**Brief:**
Write out each line of the entries exactly, starting at the first and finishing with the line that contains "pub fn split_into_words(text: &str)".

[Stored data]

+--

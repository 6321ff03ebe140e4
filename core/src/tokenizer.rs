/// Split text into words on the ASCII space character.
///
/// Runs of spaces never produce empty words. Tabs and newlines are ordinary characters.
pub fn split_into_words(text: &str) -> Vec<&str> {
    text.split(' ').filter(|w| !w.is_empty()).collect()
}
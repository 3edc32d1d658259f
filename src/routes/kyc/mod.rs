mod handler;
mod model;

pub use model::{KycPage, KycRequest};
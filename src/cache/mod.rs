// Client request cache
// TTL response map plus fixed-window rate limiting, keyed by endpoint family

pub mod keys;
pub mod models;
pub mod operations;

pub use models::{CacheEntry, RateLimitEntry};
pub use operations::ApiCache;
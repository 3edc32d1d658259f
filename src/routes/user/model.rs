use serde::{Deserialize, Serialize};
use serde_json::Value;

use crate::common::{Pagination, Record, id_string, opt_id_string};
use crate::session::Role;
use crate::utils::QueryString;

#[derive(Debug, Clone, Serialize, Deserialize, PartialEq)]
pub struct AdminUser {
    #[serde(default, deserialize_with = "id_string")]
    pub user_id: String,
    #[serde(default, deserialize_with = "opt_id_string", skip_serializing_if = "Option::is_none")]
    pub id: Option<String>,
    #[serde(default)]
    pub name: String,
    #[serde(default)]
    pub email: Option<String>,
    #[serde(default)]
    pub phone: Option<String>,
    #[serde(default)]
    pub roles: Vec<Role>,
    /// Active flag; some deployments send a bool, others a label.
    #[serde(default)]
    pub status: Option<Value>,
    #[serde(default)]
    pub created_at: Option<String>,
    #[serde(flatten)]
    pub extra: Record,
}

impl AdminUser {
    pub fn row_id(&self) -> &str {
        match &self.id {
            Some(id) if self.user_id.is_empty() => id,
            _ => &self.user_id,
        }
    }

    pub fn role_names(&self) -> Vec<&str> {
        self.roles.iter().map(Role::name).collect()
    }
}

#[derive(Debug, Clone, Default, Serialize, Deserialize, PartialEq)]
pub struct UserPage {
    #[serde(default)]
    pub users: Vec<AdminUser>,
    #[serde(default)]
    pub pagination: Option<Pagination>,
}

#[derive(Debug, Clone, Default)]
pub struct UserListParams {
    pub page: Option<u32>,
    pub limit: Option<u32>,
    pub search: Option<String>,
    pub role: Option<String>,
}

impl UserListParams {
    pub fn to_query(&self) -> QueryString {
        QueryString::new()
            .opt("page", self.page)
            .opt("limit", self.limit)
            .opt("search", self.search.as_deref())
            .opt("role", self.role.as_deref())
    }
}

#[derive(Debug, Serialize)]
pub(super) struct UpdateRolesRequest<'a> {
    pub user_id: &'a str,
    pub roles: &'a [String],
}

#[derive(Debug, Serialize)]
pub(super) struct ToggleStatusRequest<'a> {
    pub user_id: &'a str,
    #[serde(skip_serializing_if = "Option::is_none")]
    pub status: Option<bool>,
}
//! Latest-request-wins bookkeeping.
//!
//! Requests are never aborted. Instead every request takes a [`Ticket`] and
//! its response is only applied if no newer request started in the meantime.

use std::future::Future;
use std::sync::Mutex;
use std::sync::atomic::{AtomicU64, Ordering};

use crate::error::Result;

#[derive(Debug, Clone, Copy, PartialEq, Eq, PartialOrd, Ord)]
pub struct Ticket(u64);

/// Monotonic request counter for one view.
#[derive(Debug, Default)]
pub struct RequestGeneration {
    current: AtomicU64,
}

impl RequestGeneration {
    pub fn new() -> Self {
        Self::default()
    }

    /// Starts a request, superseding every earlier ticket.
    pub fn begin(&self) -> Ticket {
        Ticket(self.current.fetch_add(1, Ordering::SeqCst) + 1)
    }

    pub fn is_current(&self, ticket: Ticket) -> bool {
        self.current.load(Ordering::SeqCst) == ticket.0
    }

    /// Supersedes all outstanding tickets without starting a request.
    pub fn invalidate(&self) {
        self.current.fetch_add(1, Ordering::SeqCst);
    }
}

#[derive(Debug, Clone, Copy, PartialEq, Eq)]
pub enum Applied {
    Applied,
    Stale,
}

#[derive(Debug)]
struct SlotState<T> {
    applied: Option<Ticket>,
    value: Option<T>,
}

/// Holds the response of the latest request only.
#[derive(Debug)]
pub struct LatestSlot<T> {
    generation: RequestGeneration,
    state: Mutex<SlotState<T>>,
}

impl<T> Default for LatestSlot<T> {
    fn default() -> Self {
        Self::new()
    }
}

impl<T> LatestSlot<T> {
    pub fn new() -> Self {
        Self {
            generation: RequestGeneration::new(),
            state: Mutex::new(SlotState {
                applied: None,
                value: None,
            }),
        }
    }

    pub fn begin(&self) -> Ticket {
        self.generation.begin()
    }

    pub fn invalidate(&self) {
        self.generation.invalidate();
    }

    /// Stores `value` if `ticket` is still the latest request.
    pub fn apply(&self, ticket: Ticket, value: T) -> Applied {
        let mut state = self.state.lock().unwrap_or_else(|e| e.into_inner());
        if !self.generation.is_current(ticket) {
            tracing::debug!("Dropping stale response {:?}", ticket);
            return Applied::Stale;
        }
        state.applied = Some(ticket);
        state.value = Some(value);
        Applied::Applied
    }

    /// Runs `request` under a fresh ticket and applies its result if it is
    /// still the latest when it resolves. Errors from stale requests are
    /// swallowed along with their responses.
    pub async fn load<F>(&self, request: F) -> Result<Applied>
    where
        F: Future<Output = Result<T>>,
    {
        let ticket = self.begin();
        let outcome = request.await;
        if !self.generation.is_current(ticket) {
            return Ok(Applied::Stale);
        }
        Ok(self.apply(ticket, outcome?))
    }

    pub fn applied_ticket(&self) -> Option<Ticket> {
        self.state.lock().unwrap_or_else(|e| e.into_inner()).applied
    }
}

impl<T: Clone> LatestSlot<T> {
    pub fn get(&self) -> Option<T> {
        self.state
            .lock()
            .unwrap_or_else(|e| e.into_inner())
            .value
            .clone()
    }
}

+--

**Result of the task:**
repository 6321ff03ebe140e4
filename core/src/tokenizer.rs
/// Split text into words on the ASCII space character.
///
/// Runs of spaces never produce empty words. Tabs and newlines are ordinary characters.
pub fn split_into_words(text: &str) -> Vec<&str> {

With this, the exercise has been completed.